Stored data entries:
- - - - - - -
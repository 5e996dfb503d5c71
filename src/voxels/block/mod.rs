//! # Block Module
//!
//! The smallest unit of occupancy in the world. A block is pure data: an integer id
//! where `0` means air and any other value is an opaque solid-material tag.

pub mod block_side;

/// The underlying integer type used to tag block materials.
pub type BlockId = i32;

/// Represents a single voxel cell.
///
/// # Memory Layout
/// `#[repr(C)]` with a single `i32`, so a chunk's block array can be viewed as raw
/// bytes through `bytemuck` without copying.
#[repr(C)]
#[derive(Copy, Clone, Debug, PartialEq, Eq, Hash, Default, bytemuck::Pod, bytemuck::Zeroable)]
pub struct Block {
    block_id: BlockId,
}

impl Block {
    /// Empty space. Never produces geometry and never occludes a neighbour.
    pub const AIR: Block = Block::new(0);

    /// The fill used by the terrain generators for every cell at or below the surface.
    pub const SOLID: Block = Block::new(1);

    /// Creates a block with the given id.
    pub const fn new(block_id: BlockId) -> Self {
        Block { block_id }
    }

    pub fn block_id(&self) -> BlockId {
        self.block_id
    }

    pub fn is_air(&self) -> bool {
        self.block_id == 0
    }

    /// Any nonzero id counts as solid; materials are not interpreted further.
    pub fn is_solid(&self) -> bool {
        !self.is_air()
    }
}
- - - - - - -
Task to carry out:
Send back, unchanged, every line of the records from the one with "Default, bytemuck::Pod, bytemuck::Zeroable)]" through the last.

Task response:
#[derive(Copy, Clone, Debug, PartialEq, Eq, Hash, Default, bytemuck::Pod, bytemuck::Zeroable)]
pub struct Block {
    block_id: BlockId,
}

impl Block {
    /// Empty space. Never produces geometry and never occludes a neighbour.
    pub const AIR: Block = Block::new(0);

    /// The fill used by the terrain generators for every cell at or below the surface.
    pub const SOLID: Block = Block::new(1);

    /// Creates a block with the given id.
    pub const fn new(block_id: BlockId) -> Self {
        Block { block_id }
    }

    pub fn block_id(&self) -> BlockId {
        self.block_id
    }

    pub fn is_air(&self) -> bool {
        self.block_id == 0
    }

    /// Any nonzero id counts as solid; materials are not interpreted further.
    pub fn is_solid(&self) -> bool {
        !self.is_air()
    }
}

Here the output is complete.